However, other stuff has been proven too (Look at the example i linked in my previous post, showing a racecar using a completely different actuator to drive 8 ITBs) and there are a lot of other people on the internet who used different stuff for their ITB setups.




> Here's mine...
> 
> VID00017-20130215-1525_zps8934b74e.mp4 Video by mattyjeff | Photobucket


Saw this video before. Also the pictures, but it seems I have them saved on my companies pc and in your thread the pictures have dissapeared. The only thing I don't like about this system is that you used the link above the intake manifold to move the other 4 throttleplates. This is what I want to get rid of and link the actuator directly to all of them.

Cheers,
RoB


----------



## matt j (Oct 19, 2001)

dA_RoB said:


> The actuators are pretty strong, all of them.


That wasn't what I experienced or research led me to believe. So I'll bow out. 



dA_RoB said:


> The only thing I don't like about this system is that you used the link above the intake manifold to move the other 4 throttleplates. This is what I want to get rid of and link the actuator directly to all of them.


There's a specific reason I kept the design Nissan used (with minimal engineering alterations) but it sounds like I don't need to teach you to suck eggs. Best of luck, post pics when you've finished, genuinely interested if you come up with a better/simpler solution and perhaps develop a kit (that doesn't cost £1000 as one trader reckoned it costs) as there is definitely a growing interest in DBW these days.


----------



## Hugh Keir (Jul 25, 2001)

Apologies if you have covered this point earlier in the thread.

Drive by Wire throttle pedals require two potentiometers that provide outputs acting in opposite directionns as the throttle pedal is pressed.

Something like this would work fine.
The first potentiometer will create an output from 0.5 volts to 4.5volts
The second potentiometer will create an output from 4.5 volts to 0.5 volts

Any throttle pedal with two potentiometers will work as long as it can be configured as above.

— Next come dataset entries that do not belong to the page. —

//! The explicit runtime context owning heap, allocator, stack and globals.
//!
//! Every facility that the original design kept in process-wide singletons
//! lives here instead; callers construct a `Runtime` and thread it through.
//! The context is `Send` but deliberately not shared: mutating it from
//! more than one thread is outside the contract.

use klang_types::{
    Fault,
    KernelResult,
};

use crate::{
    clib,
    gdata::DataTable,
    heap::Heap,
    kaligned,
    kmalloc::Malloc,
    kstack::Stack,
    scalar::{
        Cell,
        Primitive,
    },
};

/// Default stack region size when none is given.
pub const DEFAULT_STACK_BYTES: u32 = 64 * 1024;

/// Heap, allocator, stack and global-data state as one value.
#[derive(Debug)]
pub struct Runtime {
    /// The byte heap. Public: typed loads and stores go straight to it.
    pub heap: Heap,
    malloc: Malloc,
    stack: Option<Stack>,
    data: DataTable,
}

impl Runtime {
    /// A runtime over a zeroed heap of `heap_bytes` bytes.
    pub fn new(heap_bytes: usize) -> Self {
        Self {
            heap: Heap::with_capacity(heap_bytes),
            malloc: Malloc::new(),
            stack: None,
            data: DataTable::new(),
        }
    }

    /// Allocate `size` bytes.
    pub fn malloc(&mut self, size: usize) -> KernelResult<u32> {
        self.malloc.malloc(&mut self.heap, size)
    }

    /// Allocate `count * size` zeroed bytes.
    pub fn calloc(&mut self, count: usize, size: usize) -> KernelResult<u32> {
        self.malloc.calloc(&mut self.heap, count, size)
    }

    /// Release an allocation.
    pub fn free(&mut self, addr: u32) -> KernelResult<()> {
        self.malloc.free(&mut self.heap, addr)
    }

    /// Resize an allocation, preserving the leading bytes.
    pub fn realloc(&mut self, addr: u32, new_size: usize) -> KernelResult<u32> {
        self.malloc.realloc(&mut self.heap, addr, new_size)
    }

    /// Allocate with an explicit power-of-two alignment.
    pub fn aligned_alloc(&mut self, alignment: u32, size: usize) -> KernelResult<u32> {
        kaligned::aligned_alloc(&mut self.malloc, &mut self.heap, alignment, size)
    }

    /// Release an aligned allocation.
    pub fn aligned_free(&mut self, addr: u32) -> KernelResult<()> {
        kaligned::aligned_free(&mut self.malloc, &mut self.heap, addr)
    }

    /// POSIX-shaped aligned allocation returning `(errno, addr)`.
    pub fn posix_memalign(&mut self, alignment: u32, size: usize) -> (i32, u32) {
        kaligned::posix_memalign(&mut self.malloc, &mut self.heap, alignment, size)
    }

    /// Acquire the stack region (16-byte-aligned base) and install it.
    pub fn init_stack(&mut self, size: u32) -> KernelResult<()> {
        let base = self.aligned_alloc(16, size as usize)?;
        tracing::debug!(base, size, "stack region acquired");
        self.stack = Some(Stack::new(base, size));
        Ok(())
    }

    /// Drop the stack region, returning its storage to the allocator.
    pub fn dispose_stack(&mut self) -> KernelResult<()> {
        if let Some(stack) = self.stack.take() {
            let base = stack.base();
            self.aligned_free(base)?;
            tracing::debug!(base, "stack region released");
        }
        Ok(())
    }

    fn stack_mut(&mut self) -> KernelResult<&mut Stack> {
        self.stack.as_mut().ok_or(Fault::Uninitialized)
    }

    /// The installed stack, if any.
    pub fn stack(&self) -> KernelResult<&Stack> {
        self.stack.as_ref().ok_or(Fault::Uninitialized)
    }

    /// Align the stack pointer down and snapshot it.
    pub fn push_frame(&mut self, align: u32) -> KernelResult<u32> {
        self.stack_mut()?.push_frame(align)
    }

    /// Carve stack storage in the current frame.
    pub fn alloca(&mut self, bytes: u32, align: u32) -> KernelResult<u32> {
        self.stack_mut()?.alloca(bytes, align)
    }

    /// Restore the stack pointer from a marker.
    pub fn pop_frame(&mut self, marker: u32) -> KernelResult<()> {
        self.stack_mut()?.pop_frame(marker)
    }

    /// Run `f` inside a fresh stack frame, popping on every exit path.
    pub fn with_frame<R>(
        &mut self,
        align: u32,
        f: impl FnOnce(&mut Self) -> KernelResult<R>,
    ) -> KernelResult<R> {
        let marker = self.push_frame(align)?;
        let outcome = f(self);
        // The pop happens before any error propagates.
        self.pop_frame(marker)?;
        outcome
    }

    /// Define a DATA symbol holding a copy of `initializer`.
    pub fn define_data(&mut self, name: &str, initializer: &[u8]) -> KernelResult<u32> {
        self.data
            .define_data(&mut self.malloc, &mut self.heap, name, initializer)
    }

    /// Define a zeroed BSS symbol of `len` bytes.
    pub fn define_bss(&mut self, name: &str, len: usize) -> KernelResult<u32> {
        self.data
            .define_bss(&mut self.malloc, &mut self.heap, name, len)
    }

    /// Address of a defined global symbol.
    pub fn address_of(&self, name: &str) -> KernelResult<u32> {
        self.data.address_of(name)
    }

    /// Release every global symbol.
    pub fn dispose_data(&mut self) -> KernelResult<()> {
        self.data.dispose(&mut self.malloc, &mut self.heap)
    }

    /// Duplicate the C string at `addr` into fresh storage.
    pub fn strdup(&mut self, addr: u32) -> KernelResult<u32> {
        clib::strdup(&mut self.malloc, &mut self.heap, addr)
    }

    /// Allocate a NUL-terminated copy of a Rust string.
    pub fn cstr_new(&mut self, s: &str) -> KernelResult<u32> {
        clib::cstr_new(&mut self.malloc, &mut self.heap, s)
    }

    /// A heap-backed typed cell.
    pub fn heap_cell<T: Primitive>(&mut self) -> KernelResult<Cell<T>> {
        Ok(Cell::at(self.malloc(T::SIZE)?))
    }

    /// A stack-backed typed cell in the current frame.
    #[allow(clippy::cast_possible_truncation)]
    pub fn stack_cell<T: Primitive>(&mut self) -> KernelResult<Cell<T>> {
        Ok(Cell::at(self.alloca(T::SIZE as u32, T::SIZE as u32)?))
    }

    /// A global typed cell registered under `name`.
    pub fn global_cell<T: Primitive>(&mut self, name: &str) -> KernelResult<Cell<T>> {
        Ok(Cell::at(self.define_bss(name, T::SIZE)?))
    }
}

The ECU checks that both voltages are working in a matched way at all times, if not the ECU will cut the output to ensure there is not a failure of one part of the electronic circuit.

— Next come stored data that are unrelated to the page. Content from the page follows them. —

//! Parent side of a dedicated-process stage.
//!
//! The supervisor launches the worker executable, relays the stage's input
//! queue to the worker's stdin, and applies everything the worker reports on
//! stdout: outputs go to the real output edge, table updates to the stage's
//! [`StageState`], fail records to the fail queue and log records to the log
//! sink. If the worker dies without terminating its outputs, the supervisor
//! records the stage as stopped and terminates them on its behalf.

use super::protocol::{encode_line, ParentFrame, WorkerFrame, WorkerInit};
use super::{WorkerLauncher, WorkerRole};
use crate::errors::{QueueError, TaskGraphError, WorkerError};
use crate::graph::StopHandle;
use crate::logging::TaskLogger;
use crate::queue::{SharedQueue, SharedSender};
use crate::stage::{Stage, StageCounts, StageState};
use crate::task::{FailRecord, Message, TaskKey};
use serde_json::Value;
use std::sync::Arc;
use std::time::Duration;
use tokio::io::{AsyncBufReadExt, AsyncWriteExt, BufReader};
use tokio::process::{Child, ChildStdin};
use tokio::time::Instant;
use tracing::{debug, error, info, warn};

const DEFAULT_GRACE: Duration = Duration::from_secs(5);

/// Runs one stage in a worker process.
pub struct StageSupervisor {
    stage: Stage,
    input: SharedQueue<Value>,
    output: Option<SharedSender<Value>>,
    fail_queue: SharedSender<FailRecord>,
    logger: TaskLogger,
    expected_markers: usize,
    launcher: WorkerLauncher,
    grace: Duration,
    stop: StopHandle,
}

/// What the worker reported before its stdout closed.
#[derive(Debug, Default)]
struct WorkerReport {
    outputs_terminated: bool,
    finished: bool,
    fatal: Option<String>,
    killed: bool,
}

impl StageSupervisor {
    /// Creates a supervisor with the same queue wiring as an inline executor.
    #[must_use]
    pub fn new(
        stage: Stage,
        input: SharedQueue<Value>,
        output: Option<SharedSender<Value>>,
        fail_queue: SharedSender<FailRecord>,
        logger: TaskLogger,
        expected_markers: usize,
    ) -> Self {
        Self {
            stage,
            input,
            output,
            fail_queue,
            logger,
            expected_markers,
            launcher: WorkerLauncher::default(),
            grace: DEFAULT_GRACE,
            stop: StopHandle::new(),
        }
    }

    /// Sets the worker executable.
    #[must_use]
    pub fn with_launcher(mut self, launcher: WorkerLauncher) -> Self {
        self.launcher = launcher;
        self
    }

    /// Sets how long a worker may live after its outputs finished or a stop
    /// was requested.
    #[must_use]
    pub fn with_grace_period(mut self, grace: Duration) -> Self {
        self.grace = grace;
        self
    }

    /// Sets the stop handle to watch.
    #[must_use]
    pub fn with_stop(mut self, stop: StopHandle) -> Self {
        self.stop = stop;
        self
    }

    fn init_frame(&self) -> WorkerInit {
        WorkerInit {
            stage_name: self.stage.name().to_string(),
            function: self.stage.function().name().to_string(),
            kind: self.stage.kind(),
            settings: self.stage.settings(),
            expected_markers: self.expected_markers,
            has_output: self.output.is_some(),
            log_level: self.logger.level(),
            launcher: self.launcher.clone(),
        }
    }

    /// Runs the worker to completion.
    ///
    /// A worker crash is not an error: the stage is recorded as stopped and
    /// the run continues. Failing to launch the worker, or a failing queue,
    /// is returned as an error once the input has been drained and the
    /// outputs terminated.
    pub async fn run(self) -> Result<StageCounts, TaskGraphError> {
        let state = self.stage.state();
        let tag = self.stage.tag();
        state.mark_running();

        let mut child = match self.spawn_worker() {
            Ok(child) => child,
            Err(e) => {
                let reason = e.to_string();
                error!(stage = %tag, error = %reason, "Could not launch stage worker");
                self.logger.stage_stopped(&tag, &reason);
                let discarded = discard_input(&self.input, self.expected_markers).await;
                let terminated = self.terminate_output().await;
                state.mark_stopped(Some(reason));
                discarded?;
                terminated?;
                return Err(e.into());
            }
        };

        let (stdin, stdout) = match (child.stdin.take(), child.stdout.take()) {
            (Some(stdin), Some(stdout)) => (stdin, stdout),
            _ => {
                let _ = child.kill().await;
                let e = WorkerError::Protocol("worker pipes are not available".to_string());
                self.logger.stage_stopped(&tag, &e.to_string());
                let discarded = discard_input(&self.input, self.expected_markers).await;
                let terminated = self.terminate_output().await;
                state.mark_stopped(Some(e.to_string()));
                discarded?;
                terminated?;
                return Err(e.into());
            }
        };

        let relay = tokio::spawn(relay_input(
            self.input.clone(),
            stdin,
            self.init_frame(),
            self.expected_markers,
            tag.clone(),
        ));

        let mut lines = BufReader::new(stdout).lines();
        let mut report = WorkerReport::default();
        let mut deadline: Option<Instant> = None;

        let pumped: Result<(), QueueError> = async {
            loop {
                let at = deadline;
                let expired = async move {
                    match at {
                        Some(instant) => tokio::time::sleep_until(instant).await,
                        None => std::future::pending::<()>().await,
                    }
                };

                tokio::select! {
                    line = lines.next_line() => match line {
                        Ok(Some(line)) => {
                            self.apply_line(&line, &state, &mut report).await?;
                            if (report.outputs_terminated || report.finished) && deadline.is_none() {
                                deadline = Some(Instant::now() + self.grace);
                            }
                        }
                        Ok(None) => return Ok(()),
                        Err(e) => {
                            warn!(stage = %tag, error = %e, "Reading from stage worker failed");
                            return Ok(());
                        }
                    },
                    () = self.stop.stopped(), if deadline.is_none() => {
                        debug!(stage = %tag, "Stop requested, worker has a grace period");
                        deadline = Some(Instant::now() + self.grace);
                    }
                    () = expired => {
                        warn!(stage = %tag, grace = ?self.grace, "Stage worker outlived its grace period, killing it");
                        let _ = child.kill().await;
                        report.killed = true;
                        return Ok(());
                    }
                }
            }
        }
        .await;

        if pumped.is_err() && !report.killed {
            let _ = child.kill().await;
        }
        let status = match tokio::time::timeout(self.grace, child.wait()).await {
            Ok(Ok(status)) => status.to_string(),
            Ok(Err(e)) => format!("unknown exit status ({e})"),
            Err(_) => {
                let _ = child.kill().await;
                "killed after closing its output".to_string()
            }
        };
        debug!(stage = %tag, %status, "Stage worker exited");

        let mut result = pumped;
        if !report.outputs_terminated {
            let terminated = self.terminate_output().await;
            result = result.and(terminated);
        }

        let reason = if report.finished {
            None
        } else if let Some(fatal) = report.fatal.clone() {
            Some(fatal)
        } else if report.killed {
            Some(format!("worker killed after {:?} grace period", self.grace))
        } else {
            Some(format!("worker exited before finishing: {status}"))
        };
        if let Some(reason) = &reason {
            self.logger.stage_stopped(&tag, reason);
        }
        state.mark_stopped(reason);

        let relayed = relay
            .await
            .map_err(|e| TaskGraphError::Infrastructure(format!("input relay for {tag} failed: {e}")))?;
        result.and(relayed)?;
        Ok(state.counts())
    }

    fn spawn_worker(&self) -> Result<Child, WorkerError> {
        let child = self.launcher.spawn(WorkerRole::Stage, &[])?;
        info!(stage = %self.stage.tag(), pid = child.id(), "Stage worker launched");
        Ok(child)
    }

    async fn terminate_output(&self) -> Result<(), QueueError> {
        match &self.output {
            Some(output) => output.put(Message::Terminate).await,
            None => Ok(()),
        }
    }

    async fn apply_line(
        &self,
        line: &str,
        state: &Arc<StageState>,
        report: &mut WorkerReport,
    ) -> Result<(), QueueError> {
        if line.trim().is_empty() {
            return Ok(());
        }
        let Ok(frame) = serde_json::from_str::<WorkerFrame>(line) else {
            info!(stage = %self.stage.tag(), output = %line, "Stage worker printed a non-frame line");
            return Ok(());
        };

        match frame {
            WorkerFrame::Ready => debug!(stage = %self.stage.tag(), "Stage worker ready"),
            WorkerFrame::Output(Message::Item(item)) => {
                if let Some(output) = &self.output {
                    output.put(Message::Item(item)).await?;
                    state.add_emitted(1);
                }
            }
            WorkerFrame::Output(Message::Terminate) => {
                if !report.outputs_terminated {
                    self.terminate_output().await?;
                    report.outputs_terminated = true;
                }
            }
            WorkerFrame::Success { task, result } => {
                state.record_success(&TaskKey::of(&task), &task, result);
            }
            WorkerFrame::Failure { task, error } => {
                state.record_failure(&TaskKey::of(&task), &task, error);
            }
            WorkerFrame::Retry { task, attempt } => {
                let key = TaskKey::of(&task);
                state.remember(&key, &task);
                state.set_retry_count(&key, attempt);
            }
            WorkerFrame::Duplicate { task } => {
                state.remember(&TaskKey::of(&task), &task);
                state.record_duplicate();
            }
            WorkerFrame::Split { count } => state.add_split_outputs(count),
            WorkerFrame::Fail(Message::Item(record)) => {
                self.fail_queue.put(Message::Item(record)).await?;
            }
            WorkerFrame::Log(Message::Item(record)) => self.logger.forward(record),
            WorkerFrame::Fail(Message::Terminate) | WorkerFrame::Log(Message::Terminate) => {
                debug!(stage = %self.stage.tag(), "Ignoring marker for a shared queue");
            }
            WorkerFrame::Fatal { message } => {
                error!(stage = %self.stage.tag(), %message, "Stage worker reported a fatal error");
                report.fatal = Some(message);
            }
            WorkerFrame::Finished => report.finished = true,
        }
        Ok(())
    }
}

impl std::fmt::Debug for StageSupervisor {
    fn fmt(&self, f: &mut std::fmt::Formatter<'_>) -> std::fmt::Result {
        f.debug_struct("StageSupervisor")
            .field("stage", &self.stage.tag())
            .field("expected_markers", &self.expected_markers)
            .field("launcher", &self.launcher)
            .field("grace", &self.grace)
            .finish_non_exhaustive()
    }
}

/// Reads the input queue until every producer finished, discarding items.
async fn discard_input(input: &SharedQueue<Value>, expected_markers: usize) -> Result<(), QueueError> {
    let mut markers = 0;
    while markers < expected_markers {
        if input.get().await?.is_terminate() {
            markers += 1;
        }
    }
    Ok(())
}

async fn write_frame(stdin: &mut ChildStdin, frame: &ParentFrame) -> Result<(), QueueError> {
    let line = encode_line(frame)?;
    stdin.write_all(line.as_bytes()).await?;
    stdin.flush().await?;
    Ok(())
}

/// Writes the init frame, then every input message, to the worker.
///
/// The input is always read until every producer finished. Once the worker's
/// stdin breaks, messages are discarded so upstream stages never block on a
/// dead worker.
async fn relay_input(
    input: SharedQueue<Value>,
    stdin: ChildStdin,
    init: WorkerInit,
    expected_markers: usize,
    tag: String,
) -> Result<(), QueueError> {
    let mut pipe = Some(stdin);
    if let Some(stdin) = pipe.as_mut() {
        if let Err(e) = write_frame(stdin, &ParentFrame::Init(init)).await {
            warn!(stage = %tag, error = %e, "Could not send the init frame");
            pipe = None;
        }
    }

    let mut markers = 0;
    let mut discarded = 0u64;
    while markers < expected_markers {
        let message = input.get().await?;
        if message.is_terminate() {
            markers += 1;
        }
        match pipe.as_mut() {
            Some(stdin) => {
                if let Err(e) = write_frame(stdin, &ParentFrame::Input(message)).await {
                    warn!(stage = %tag, error = %e, "Stage worker stopped reading its input");
                    pipe = None;
                }
            }
            None => discarded += 1,
        }
    }

    if discarded > 0 {
        warn!(stage = %tag, discarded, "Discarded input for a stopped stage worker");
    }
    Ok(())
}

From memory there are two potentiometers at the motor end as well for exactly the same reason.


----------



## dA_RoB (Dec 21, 2012)

matt j said:


> There's a specific reason I kept the design Nissan used (with minimal engineering alterations) but it sounds like I don't need to teach you to suck eggs. Best of luck, post pics when you've finished, genuinely interested if you come up with a better/simpler solution and perhaps develop a kit (that doesn't cost £1000 as one trader reckoned it costs) as there is definitely a growing interest in DBW these days.


No, not interested in an extremely expensive system. Never was, never will be. Your system probably was very inexpensive and works as well.
1000gbp? well, this seems quite expensive, but again, when i look at the prices of some cam/crank trigger systems offered in different forums (and here), i should not be surprised. however, I'm not going to sell the system but just want it to work perfectly for my own sake.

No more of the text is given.